Migranti: Acli, “già 215 morti da inizio anno, invochiamo la pace anche per il Mediterraneo”

“Sono già 215 i migranti morti nel Mediterraneo nel 2024, il doppio rispetto ai decessi registrati nello stesso periodo del 2023, annus horribilis per i naufragi. Un vero bollettino di guerra destinato ad incrementare i suoi numeri nel silenzio delle istituzioni nazionali e dell’intera Comunità europea. La retorica non serve. La strumentalizzazione politica ancora meno. Sono morti, e non hanno colpe.
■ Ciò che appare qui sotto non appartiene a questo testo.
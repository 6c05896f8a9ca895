use sqlx::postgres::PgRow;
use sqlx::{Postgres, QueryBuilder, Row};
use anyhow::{Context, Result};
use async_trait::async_trait;
use chrono::Utc;
use crate::domains::admin::models::{Admin, AdminQuery, AdminRole, NewAdmin};
use crate::shared::database::postgres::{db_error, PgUnitOfWork};
use crate::shared::database::repositories::contains_pattern;
use crate::shared::database::store::AdminRepository;
use crate::shared::utils::PageRequest;

const ADMIN_COLUMNS: &str = "id, username, email, password_hash, first_name, last_name, role, \
                             active, last_login, created_at, updated_at";

fn admin_from_row(row: &PgRow) -> Result<Admin> {
    let role: String = row.try_get("role")?;
    Ok(Admin {
        id: row.try_get::<i64, _>("id")? as u64,
        username: row.try_get("username")?,
        email: row.try_get("email")?,
        password_hash: row.try_get("password_hash")?,
        first_name: row.try_get("first_name")?,
        last_name: row.try_get("last_name")?,
        role: role.parse::<AdminRole>().context("Invalid admin role in database")?,
        active: row.try_get("active")?,
        last_login: row.try_get("last_login")?,
        created_at: row.try_get("created_at")?,
        updated_at: row.try_get("updated_at")?,
    })
}

fn push_admin_filters(builder: &mut QueryBuilder<'_, Postgres>, query: &AdminQuery) {
    builder.push(" WHERE 1 = 1");
    if let Some(active) = query.active {
        builder.push(" AND active = ").push_bind(active);
    }
    if let Some(role) = query.role {
        builder.push(" AND role = ").push_bind(role.as_str());
    }
    if let Some(since) = query.last_login_since {
        builder.push(" AND last_login >= ").push_bind(since);
    }
    if let Some(search) = &query.search {
        let pattern = contains_pattern(search);
        builder
            .push(" AND (username ILIKE ")
            .push_bind(pattern.clone())
            .push(" ESCAPE '\\' OR email ILIKE ")
            .push_bind(pattern.clone())
            .push(" ESCAPE '\\' OR first_name ILIKE ")
            .push_bind(pattern.clone())
            .push(" ESCAPE '\\' OR last_name ILIKE ")
            .push_bind(pattern)
            .push(" ESCAPE '\\')");
    }
}

#[async_trait]
impl AdminRepository for PgUnitOfWork {
    async fn insert_admin(&mut self, admin: &NewAdmin) -> Result<Admin> {
        let now = Utc::now();
        let row = sqlx::query(&format!(
            r#"
            INSERT INTO admins (username, email, password_hash, first_name, last_name, role, active, created_at, updated_at)
            VALUES ($1, $2, $3, $4, $5, $6, TRUE, $7, $8)
            RETURNING {}
            "#,
            ADMIN_COLUMNS
        ))
        .bind(&admin.username)
        .bind(&admin.email)
        .bind(&admin.password_hash)
        .bind(&admin.first_name)
        .bind(&admin.last_name)
        .bind(admin.role.as_str())
        .bind(now)
        .bind(now)
        .fetch_one(&mut *self.tx)
        .await
        .map_err(|e| db_error(e, "Failed to create admin"))?;

        admin_from_row(&row)
    }

    async fn find_admin_by_id(&mut self, id: u64) -> Result<Option<Admin>> {
        let row = sqlx::query(&format!("SELECT {} FROM admins WHERE id = $1", ADMIN_COLUMNS))
            .bind(id as i64)
            .fetch_optional(&mut *self.tx)
            .await
            .map_err(|e| db_error(e, "Failed to fetch admin by id"))?;

        row.as_ref().map(admin_from_row).transpose()
    }

    async fn find_admin_by_username(&mut self, username: &str) -> Result<Option<Admin>> {
        let row = sqlx::query(&format!("SELECT {} FROM admins WHERE username = $1", ADMIN_COLUMNS))
            .bind(username)
            .fetch_optional(&mut *self.tx)
            .await
            .map_err(|e| db_error(e, "Failed to fetch admin by username"))?;

        row.as_ref().map(admin_from_row).transpose()
    }

    async fn find_admin_by_email(&mut self, email: &str) -> Result<Option<Admin>> {
        let row = sqlx::query(&format!("SELECT {} FROM admins WHERE email = $1", ADMIN_COLUMNS))
            .bind(email)
            .fetch_optional(&mut *self.tx)
            .await
            .map_err(|e| db_error(e, "Failed to fetch admin by email"))?;

        row.as_ref().map(admin_from_row).transpose()
    }

    async fn find_admins(&mut self, query: &AdminQuery) -> Result<Vec<Admin>> {
        let mut builder = QueryBuilder::new(format!("SELECT {} FROM admins", ADMIN_COLUMNS));
        push_admin_filters(&mut builder, query);
        builder.push(" ORDER BY created_at DESC, id DESC");

        let rows = builder
            .build()
            .fetch_all(&mut *self.tx)
            .await
            .map_err(|e| db_error(e, "Failed to fetch admins"))?;

        rows.iter().map(admin_from_row).collect()
    }

    async fn find_admin_page(&mut self, query: &AdminQuery, page: &PageRequest) -> Result<Vec<Admin>> {
        let mut builder = QueryBuilder::new(format!("SELECT {} FROM admins", ADMIN_COLUMNS));
        push_admin_filters(&mut builder, query);
        let direction = page.direction.as_sql();
        builder.push(format!(
            " ORDER BY {} {}, id {}",
            page.sort_column, direction, direction
        ));
        builder.push(" LIMIT ").push_bind(page.size as i64);
        builder.push(" OFFSET ").push_bind(page.offset() as i64);

        let rows = builder
            .build()
            .fetch_all(&mut *self.tx)
            .await
            .map_err(|e| db_error(e, "Failed to fetch admin page"))?;

        rows.iter().map(admin_from_row).collect()
    }

    async fn count_admins(&mut self, query: &AdminQuery) -> Result<u64> {
        let mut builder = QueryBuilder::new("SELECT COUNT(*) AS count FROM admins");
        push_admin_filters(&mut builder, query);

        let row = builder
            .build()
            .fetch_one(&mut *self.tx)
            .await
            .map_err(|e| db_error(e, "Failed to count admins"))?;

        Ok(row.try_get::<i64, _>("count")? as u64)
    }

    async fn update_admin(&mut self, admin: &Admin) -> Result<Admin> {
        let row = sqlx::query(&format!(
            r#"
            UPDATE admins
            SET email = $2, password_hash = $3, first_name = $4, last_name = $5,
                role = $6, active = $7, last_login = $8, updated_at = $9
            WHERE id = $1
            RETURNING {}
            "#,
            ADMIN_COLUMNS
        ))
        .bind(admin.id as i64)
        .bind(&admin.email)
        .bind(&admin.password_hash)
        .bind(&admin.first_name)
        .bind(&admin.last_name)
        .bind(admin.role.as_str())
        .bind(admin.active)
        .bind(admin.last_login)
        .bind(Utc::now())
        .fetch_one(&mut *self.tx)
        .await
        .map_err(|e| db_error(e, "Failed to update admin"))?;

        admin_from_row(&row)
    }

    async fn delete_admin(&mut self, id: u64) -> Result<bool> {
        let result = sqlx::query("DELETE FROM admins WHERE id = $1")
            .bind(id as i64)
            .execute(&mut *self.tx)
            .await
            .map_err(|e| db_error(e, "Failed to delete admin"))?;

        Ok(result.rows_affected() > 0)
    }
}
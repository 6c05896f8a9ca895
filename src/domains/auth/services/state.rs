// Auth domain state
// 인증 도메인 상태
use crate::shared::database::Database;
use crate::domains::auth::services::{JwtService, UserService};

/// Auth domain state
/// 사용자 계정 서비스 + JWT 서비스 (관리자 도메인도 JWT 공유)
#[derive(Clone)]
pub struct AuthState {
    pub user_service: UserService,
    pub jwt_service: JwtService,
}

impl AuthState {
    /// Create AuthState with database and JWT service
    /// AuthState 생성 (데이터베이스와 JWT 서비스 필요)
    pub fn new(db: Database, jwt_service: JwtService) -> Self {
        Self {
            user_service: UserService::new(db),
            jwt_service,
        }
    }
}
// Users (auth) domain routes
// 사용자 계정 라우터
use axum::{routing::{get, post, put}, Router};
use crate::domains::auth::handlers::auth_handler;
use crate::shared::services::AppState;

/// Create users router (mounted at /api/users)
/// 사용자 라우터 생성
pub fn create_user_router() -> Router<AppState> {
    Router::new()
        .route("/", get(auth_handler::get_all_users))
        .route("/register", post(auth_handler::register))
        .route("/login", post(auth_handler::login))
        .route("/me", get(auth_handler::get_me))  // 인증 필요
        .route("/username/:username", get(auth_handler::get_user_by_username))
        .route(
            "/:id",
            get(auth_handler::get_user)
                .put(auth_handler::update_user)
                .delete(auth_handler::delete_user),
        )
        .route("/:id/deactivate", put(auth_handler::deactivate_user))
        .route("/:id/change-password", post(auth_handler::change_password))
}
Ma non è una notizia inaspettata, meno ancora sorprendente”. Così le Acli nazionali commentano la notizia dell’ultimo naufragio, con almeno 60 vittime.  Tra loro anche diverse donne e almeno un bambino. A raccontarlo sono stati i naufraghi stremati dalle ustioni e dai morsi della fame e della sete – circa 25 uomini in condizioni di salute precarie – tratti in salvo dalla nave Ocean Viking della ong SoS Mediterranee. L’ennesimo viaggio della speranza con a bordo 12 minori, partito dalla Libia una settimana prima della sciagura, con destinazione Lampedusa. “Numeri della vergogna che occupano per qualche ora le cronache, suscitano reazioni emotive a sprazzi ma non producono interventi e provvedimenti immediati ancorché necessari a salvare le vite di quanti fuggono da guerre, persecuzioni e violenze, nella speranza di poter trovare protezione e riparo”, osservano le Acli. “Un naufragio che fa male, ancora una strage che poteva essere evitata: oggi, come Acli, al ‘Cessate il fuoco’ uniamo anche il ‘Fermiamo le morti nel Mediterraneo'”. “A poco più di un anno dalla strage di Cutro nulla è cambiato”, proseguono, ricordando come già allora “i provvedimenti assunti dal Governo fossero anacronistici e persino ingiusti: un approccio irrazionale e securitario al fenomeno migratorio, che di fatto costringe tanti esseri umani in fuga da situazioni disperate ad entrare dentro l’anonimato dell’irregolarità, senza alcuna prospettiva di integrazione e di riscatto”. Per arginare future possibili tragedie come questa, affermano, “continuiamo incessantemente a chiedere di attivare percorsi sicuri e legali; modi alternativi di arrivare, regolamentati, selezionati e gestiti in maniera controllata, con mezzi sicuri, in tempi normali e con costi umani ed economici accettabili e dignitosi anziché insostenibili, a cui unire politiche di integrazione sociale e culturale davvero praticate. Si faccia presto, la posta in gioco non è solo la vita degli esseri umani che arrivano ma la de-umanizzazione di chi li vede arrivare, senza fare nulla per evitare tali tragedie”.